Towards a validation of the standard and enzyme-linked comet assay: a retrospective variability analysis

The comet assay is one of the most popular tests for genotoxicity in cell cultures, non-animal species, animals and humans. It has high sensitivity to detect low levels of DNA damage, can be applied to non-proliferating cells, requires relatively few cells, is technically simple, and is low cost. The Organisation for Economic Co-operation and Development (OECD) adopted in 2016 the in vivo comet assay for measurement of DNA strand breaks in animal tissues. There is a desire to expand the comet assay to genotoxicity testing in cell cultures, including the detection of oxidatively damaged DNA by incubation of gel-embedded nucleoids with DNA repair enzymes, especially formamidopyrimidine DNA glycosylase (Fpg) which converts oxidised purines to DNA breaks.
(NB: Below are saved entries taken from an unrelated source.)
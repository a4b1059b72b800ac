//! Export orchestrator
//!
//! Coordinates one export end to end: snapshot the store, validate
//! preconditions, serialize (CSV or photo archive), deliver through the
//! download sink, and optionally verify the produced archive. Every
//! failure is recovered here and converted into a user-visible notice —
//! nothing propagates past this boundary.

use crate::adapters::download::traits::DownloadSink;
use crate::adapters::store::traits::InventoryStore;
use crate::core::export::archive::build_archive;
use crate::core::export::artifact::ExportResult;
use crate::core::export::csv::serialize_items;
use crate::core::export::state::{ExportPhase, Notice};
use crate::core::export::summary::{ExportOutcome, ExportSummary};
use crate::core::verification::{calculate_checksum_bytes, ArchiveVerifier, VerificationReport};
use crate::domain::errors::ExportError;
use chrono::Utc;
use std::sync::Arc;
use std::time::Instant;

/// Success message posted after a delivered export
pub const SUCCESS_MESSAGE: &str = "Data exported successfully!";

/// Which pipeline an operation runs
#[derive(Debug, Clone, Copy, PartialEq, Eq)]
enum ExportKind {
    Csv,
    Photos,
}

/// Export orchestrator
///
/// Operations take `&mut self`, so a second export cannot start while one
/// is in flight — the trigger is disabled for the duration of the call by
/// construction. Each operation replaces the previous notice; errors never
/// stack.
pub struct ExportOrchestrator {
    store: Arc<dyn InventoryStore + Send + Sync>,
    sink: Arc<dyn DownloadSink + Send + Sync>,
    verify_archives: bool,
    phase: ExportPhase,
    notice: Option<Notice>,
}

impl ExportOrchestrator {
    /// Creates an orchestrator over the injected store and sink
    pub fn new(
        store: Arc<dyn InventoryStore + Send + Sync>,
        sink: Arc<dyn DownloadSink + Send + Sync>,
    ) -> Self {
        Self {
            store,
            sink,
            verify_archives: false,
            phase: ExportPhase::Idle,
            notice: None,
        }
    }

    /// Enables post-export verification of produced archives
    pub fn with_archive_verification(mut self, enabled: bool) -> Self {
        self.verify_archives = enabled;
        self
    }

    /// Current phase of the control
    pub fn phase(&self) -> ExportPhase {
        self.phase
    }

    /// The posted notice, expired or not
    pub fn notice(&self) -> Option<&Notice> {
        self.notice.as_ref()
    }

    /// The posted notice, only while still visible
    pub fn visible_notice(&self) -> Option<&Notice> {
        self.notice.as_ref().filter(|n| n.is_visible())
    }

    /// Exports the inventory as a CSV download
    ///
    /// Empty inventories are rejected with `"No items to export"` and
    /// deliver nothing.
    pub async fn export_csv(&mut self) -> ExportSummary {
        tracing::info!("Starting CSV export");
        self.run(ExportKind::Csv).await
    }

    /// Exports the inventory as a photo-bundling ZIP download
    ///
    /// Empty inventories and photo-less inventories are rejected with
    /// their respective messages and deliver nothing.
    pub async fn export_with_photos(&mut self) -> ExportSummary {
        tracing::info!("Starting photo export");
        self.run(ExportKind::Photos).await
    }

    async fn run(&mut self, kind: ExportKind) -> ExportSummary {
        let start = Instant::now();

        self.phase = ExportPhase::Validating;
        let items = match self.store.list_all_items().await {
            Ok(items) => items,
            Err(e) => {
                return self.finish_failed(ExportOutcome::Failed, e.to_string(), start);
            }
        };

        if items.is_empty() {
            return self.finish_failed(
                ExportOutcome::Rejected,
                ExportError::EmptyInput.to_string(),
                start,
            );
        }

        let total_photos: usize = items.iter().map(|item| item.photos.len()).sum();
        if kind == ExportKind::Photos && total_photos == 0 {
            return self.finish_failed(
                ExportOutcome::Rejected,
                ExportError::NoPhotos.to_string(),
                start,
            );
        }

        self.phase = ExportPhase::Serializing;
        let stamped = Utc::now();
        let built = match kind {
            ExportKind::Csv => {
                serialize_items(&items).map(|text| ExportResult::csv(stamped, text.into_bytes()))
            }
            ExportKind::Photos => {
                build_archive(&items).map(|bytes| ExportResult::archive(stamped, bytes))
            }
        };
        let artifact = match built {
            Ok(artifact) => artifact,
            Err(e) => {
                return self.finish_failed(ExportOutcome::Failed, e.to_string(), start);
            }
        };

        self.phase = ExportPhase::Downloading;
        if let Err(e) = self.sink.deliver(&artifact).await {
            return self.finish_failed(ExportOutcome::Failed, e.to_string(), start);
        }

        let mut summary = ExportSummary::delivered(SUCCESS_MESSAGE);
        summary.items_exported = items.len();
        summary.photos_exported = match kind {
            ExportKind::Photos => total_photos,
            ExportKind::Csv => 0,
        };
        summary.filename = Some(artifact.filename.clone());
        summary.bytes_written = artifact.len();
        summary.checksum = Some(calculate_checksum_bytes(&artifact.bytes));

        if kind == ExportKind::Photos && self.verify_archives {
            summary.verification =
                Some(self.verify_archive(&artifact, items.len(), total_photos));
        }

        self.phase = ExportPhase::Idle;
        self.notice = Some(Notice::success(SUCCESS_MESSAGE));

        let summary = summary.with_duration(start.elapsed());
        summary.log_summary();
        summary
    }

    /// Verification runs after delivery; a report with failures never
    /// retracts the already-delivered file.
    fn verify_archive(
        &self,
        artifact: &ExportResult,
        item_count: usize,
        photo_count: usize,
    ) -> VerificationReport {
        match ArchiveVerifier::new(item_count, photo_count).verify(&artifact.bytes) {
            Ok(report) => report,
            Err(e) => {
                tracing::error!(error = %e, "Archive verification could not run");
                VerificationReport {
                    manifest_found: false,
                    manifest_rows: 0,
                    expected_rows: item_count + 1,
                    photo_entries: 0,
                    expected_photos: photo_count,
                    failures: vec![format!("verification could not run: {e}")],
                }
            }
        }
    }

    fn finish_failed(
        &mut self,
        outcome: ExportOutcome,
        message: String,
        start: Instant,
    ) -> ExportSummary {
        self.phase = ExportPhase::Idle;
        // Replaces any previous notice; errors never stack
        self.notice = Some(Notice::error(message.clone()));

        let summary = ExportSummary::failed(outcome, message).with_duration(start.elapsed());
        summary.log_summary();
        summary
    }
}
Based on available information in the literature, this review provides a retrospective evaluation of the validation status of this assay, focusing on accuracy and reliability in genotoxicity testing in vitro. Information on accuracy is scarce, although limited evidence suggests levels of Fpg-sensitive sites are similar to those obtained by Fpg-linked alkaline unwinding and alkaline elution assays. Several ring studies have shown that estimated background levels of DNA breaks vary within and between laboratories. However, ring studies indicate good intra- and inter-laboratory reproducibility of the standard assay on ionizing radiation-exposed and the Fpg-linked assay on potassium bromate exposed cells. Further studies are needed to assess the reproducibility in multiple laboratories using coded samples of non-genotoxins and genotoxins. Nevertheless, the available results indicate the comet assay is a reliable in vitro genotoxicity test.